Despite this, the bleep system lacks an audit log to document communication. When patient safety incidents arise, there is no way of evidencing the clinical discussions that took place. Hospitals must do more to ensure that clinicians have the right tools to support their work. The bleep lacks accountability and governance and carries no relevant patient information to help staff prioritise and make informed decisions. This inevitably leads to increased incidents and failure to rescue patients.
Whilst the bleep system is rarely — if ever — identified as the fundamental source of a patient safety incident, evidence indicates that communication errors are a factor in most incident reports. It is therefore increasingly clear that a more effective communications system can make a significant contribution to helping hospitals deliver safer, more effective and efficient care. And if a simple change can yield dramatic improvements, why accept inferior tools?
The cost of maintaining an archaic communications system is significant. Delays to treatment — or indeed to hospital discharge — not only lead to extended bed stays at increased expense, but they also carry the risk of patient deterioration and, in some cases, death. But the communications problem silently plaguing NHS hospitals can be fixed quickly, painlessly and effectively.

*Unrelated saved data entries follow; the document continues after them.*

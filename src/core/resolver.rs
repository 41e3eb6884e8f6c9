//! Virtual module resolver: serves a namespace of synthetic ids to the host
//! build pipeline.
//!
//! Ids are wrapped with a NUL sentinel so the pipeline never treats them as
//! files. Dynamic entries carry the importer in a query string so `load`
//! can answer differently depending on who is asking.

use std::fmt;

use indexmap::IndexMap;
use tracing::{debug, trace};
use url::form_urlencoded;

use crate::error::{ThemeError, ThemeResult};

/// Marks an id as virtual to the host module graph
pub const VIRTUAL_PREFIX: &str = "\0";

/// Owned by the host pipeline; never registered by a theme
pub const RESERVED_PREFIX: &str = "astro:";

/// Query key carrying the importing module
const IMPORTER_PARAM: &str = "importer";

/// Request details passed to dynamic content
#[derive(Debug, Clone, Default, PartialEq, Eq)]
pub struct LoadParams
{
    pub ssr: bool,
    pub importer: Option<String>,
}

/// Content producer for importer-aware modules
pub type DynamicLoader = Box<dyn Fn(&LoadParams) -> Option<String> + Send + Sync>;

/// What a virtual id serves
pub enum VirtualContent
{
    Static(String),
    Dynamic(DynamicLoader),
}

impl fmt::Debug for VirtualContent
{
    fn fmt(
        &self,
        f: &mut fmt::Formatter<'_>,
    ) -> fmt::Result
    {
        match self
        {
            Self::Static(content) => f
                .debug_tuple("Static")
                .field(content)
                .finish(),
            Self::Dynamic(_) => f.write_str("Dynamic(..)"),
        }
    }
}

impl From<String> for VirtualContent
{
    fn from(content: String) -> Self
    {
        Self::Static(content)
    }
}

impl From<&str> for VirtualContent
{
    fn from(content: &str) -> Self
    {
        Self::Static(content.to_string())
    }
}

/// The seam with the host build pipeline's plugin chain
pub trait PipelinePlugin
{
    /// Plugin name shown by the host
    fn name(&self) -> &str;

    /// Map an import specifier to an internal id, or decline with `None`
    fn resolve_id(
        &self,
        id: &str,
        importer: Option<&str>,
    ) -> Option<String>;

    /// Produce source for an id returned by [`PipelinePlugin::resolve_id`]
    fn load(
        &self,
        id: &str,
        ssr: bool,
    ) -> Option<String>;
}

/// Registry of virtual ids for one theme.
#[derive(Debug)]
pub struct VirtualResolver
{
    name: String,

    /// Keyed by sentinel-wrapped id, in registration order
    entries: IndexMap<String, VirtualContent>,
}

impl VirtualResolver
{
    /// Build a resolver. Fails before registering anything if any id uses
    /// the host's reserved prefix.
    pub fn new(
        name: &str,
        imports: IndexMap<String, VirtualContent>,
    ) -> ThemeResult<Self>
    {
        if let Some(id) = imports
            .keys()
            .find(|id| id.starts_with(RESERVED_PREFIX))
        {
            return Err(ThemeError::ReservedVirtualId {
                id: id.clone(),
                prefix: RESERVED_PREFIX.to_string(),
            });
        }

        let entries = imports
            .into_iter()
            .map(|(id, content)| (Self::sentinel(&id), content))
            .collect();

        Ok(Self { name: format!("{name}-virtual-resolver"), entries })
    }

    fn sentinel(id: &str) -> String
    {
        format!("{VIRTUAL_PREFIX}{id}")
    }

    /// Registered ids without the sentinel
    pub fn ids(&self) -> impl Iterator<Item = &str>
    {
        self.entries
            .keys()
            .filter_map(|id| id.strip_prefix(VIRTUAL_PREFIX))
    }

    pub fn len(&self) -> usize
    {
        self.entries
            .len()
    }

    pub fn is_empty(&self) -> bool
    {
        self.entries
            .is_empty()
    }

    /// True when `id` (without sentinel) is registered
    pub fn contains(
        &self,
        id: &str,
    ) -> bool
    {
        self.entries
            .contains_key(&Self::sentinel(id))
    }

    /// Whether `id` serves importer-dependent content
    pub fn is_dynamic(
        &self,
        id: &str,
    ) -> bool
    {
        matches!(self.entries.get(&Self::sentinel(id)), Some(VirtualContent::Dynamic(_)))
    }

    /// Resolve and load in one step, the way the pipeline would
    pub fn serve(
        &self,
        id: &str,
        importer: Option<&str>,
        ssr: bool,
    ) -> Option<String>
    {
        let resolved = self.resolve_id(id, importer)?;
        self.load(&resolved, ssr)
    }
}

impl PipelinePlugin for VirtualResolver
{
    fn name(&self) -> &str
    {
        &self.name
    }

    fn resolve_id(
        &self,
        id: &str,
        importer: Option<&str>,
    ) -> Option<String>
    {
        let resolved = Self::sentinel(id);

        match self
            .entries
            .get(&resolved)?
        {
            VirtualContent::Static(_) => Some(resolved),
            VirtualContent::Dynamic(_) =>
            {
                let mut query = form_urlencoded::Serializer::new(String::new());
                if let Some(importer) = importer
                {
                    query.append_pair(IMPORTER_PARAM, importer);
                }

                Some(format!("{resolved}?{}&x", query.finish()))
            }
        }
    }

    fn load(
        &self,
        id: &str,
        ssr: bool,
    ) -> Option<String>
    {
        if !id.starts_with(VIRTUAL_PREFIX)
        {
            return None;
        }

        let (resolved, raw_query) = id
            .split_once('?')
            .unwrap_or((id, ""));

        match self
            .entries
            .get(resolved)?
        {
            VirtualContent::Static(content) => Some(content.clone()),
            VirtualContent::Dynamic(loader) =>
            {
                let importer = form_urlencoded::parse(raw_query.as_bytes())
                    .find(|(key, _)| key == IMPORTER_PARAM)
                    .map(|(_, value)| value.into_owned())
                    .filter(|value| !value.is_empty());

                trace!(id = %resolved.trim_start_matches(VIRTUAL_PREFIX), ?importer, "loading dynamic module");

                let content = loader(&LoadParams { ssr, importer }).filter(|content| !content.is_empty());

                if content.is_none()
                {
                    debug!(id = %resolved.trim_start_matches(VIRTUAL_PREFIX), "dynamic module declined");
                }

                content
            }
        }
    }
}

#[cfg(test)]
mod tests
{
    use super::*;

    fn resolver() -> VirtualResolver
    {
        let mut imports: IndexMap<String, VirtualContent> = IndexMap::new();
        imports.insert("my-theme/config".into(), "export default {}".into());
        imports.insert(
            "my-theme/components".into(),
            VirtualContent::Dynamic(Box::new(|params: &LoadParams| {
                match params
                    .importer
                    .as_deref()
                {
                    Some("/theme/Card.astro") => Some("original".to_string()),
                    Some("/empty.astro") => Some(String::new()),
                    _ => Some(format!("merged ssr={}", params.ssr)),
                }
            })),
        );

        VirtualResolver::new("my-theme", imports).unwrap()
    }

    #[test]
    fn static_ids_resolve_to_sentinel()
    {
        let r = resolver();
        assert_eq!(r.resolve_id("my-theme/config", Some("/x.astro")), Some("\0my-theme/config".to_string()));
        assert_eq!(r.load("\0my-theme/config", false), Some("export default {}".to_string()));
    }

    #[test]
    fn unknown_ids_decline()
    {
        let r = resolver();
        assert_eq!(r.resolve_id("my-theme/nope", None), None);
        assert_eq!(r.load("\0my-theme/nope", false), None);
        assert_eq!(r.load("my-theme/config", false), None);
    }

    #[test]
    fn dynamic_ids_carry_the_importer()
    {
        let r = resolver();

        let id = r
            .resolve_id("my-theme/components", Some("/theme/Card.astro"))
            .unwrap();
        assert_eq!(id, "\0my-theme/components?importer=%2Ftheme%2FCard.astro&x");
        assert_eq!(r.load(&id, false), Some("original".to_string()));

        let id = r
            .resolve_id("my-theme/components", None)
            .unwrap();
        assert_eq!(id, "\0my-theme/components?&x");
        assert_eq!(r.load(&id, true), Some("merged ssr=true".to_string()));
    }

    #[test]
    fn importer_with_reserved_url_characters_round_trips()
    {
        let r = resolver();
        let importer = "/a b/c&d=e?f#g+h.astro";

        let id = r
            .resolve_id("my-theme/components", Some(importer))
            .unwrap();
        let (_, query) = id
            .split_once('?')
            .unwrap();
        let decoded: Vec<_> = form_urlencoded::parse(query.as_bytes())
            .into_owned()
            .collect();

        assert_eq!(decoded[0], ("importer".to_string(), importer.to_string()));
    }

    #[test]
    fn empty_dynamic_result_declines()
    {
        let r = resolver();
        assert_eq!(r.serve("my-theme/components", Some("/empty.astro"), false), None);
    }

    #[test]
    fn reserved_prefix_is_rejected()
    {
        let mut imports: IndexMap<String, VirtualContent> = IndexMap::new();
        imports.insert("my-theme/ok".into(), "".into());
        imports.insert("astro:content".into(), "".into());

        let err = VirtualResolver::new("my-theme", imports).unwrap_err();
        assert!(matches!(err, ThemeError::ReservedVirtualId { ref id, .. } if id == "astro:content"));
    }

    #[test]
    fn plugin_name_and_ids()
    {
        let r = resolver();
        assert_eq!(r.name(), "my-theme-virtual-resolver");
        assert_eq!(
            r.ids()
                .collect::<Vec<_>>(),
            vec!["my-theme/config", "my-theme/components"]
        );
        assert!(r.is_dynamic("my-theme/components"));
        assert!(!r.is_dynamic("my-theme/config"));
    }
}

In some parts of the UK, proactive trusts have implemented a wireless system of task management that has helped empower co-ordinated teams to manage clinical resources optimally. Leveraging clinical workflow management software and mobile technology over a medical-grade wireless network is already proving to be effective in improving efficiency and patient safety.
Under this simple model, patient-directed tasks from ward nurses are directed through a coordinator who provides a triage function to allocate clinical tasks. These hospitals have quickly seen significant improvements in efficiency and information flow — leading to a reduction in untoward incidents, length of stay and peri-arrest calls. One hospital reported a 70% reduction in clinical incidents since the system was implemented.
Bleeping out the bleeps
NHS trusts can no longer afford to be stymied by a communications system that was built for a different age. If hospitals are to improve outcomes and meet QIPP targets, clinicians must change the embedded culture where outdated communications tools are routinely accepted.
Technology is letting healthcare, and patients, down. But the problem can be easily fixed. We’re reaching the end of the page. It’s time to get rid of the bleeps.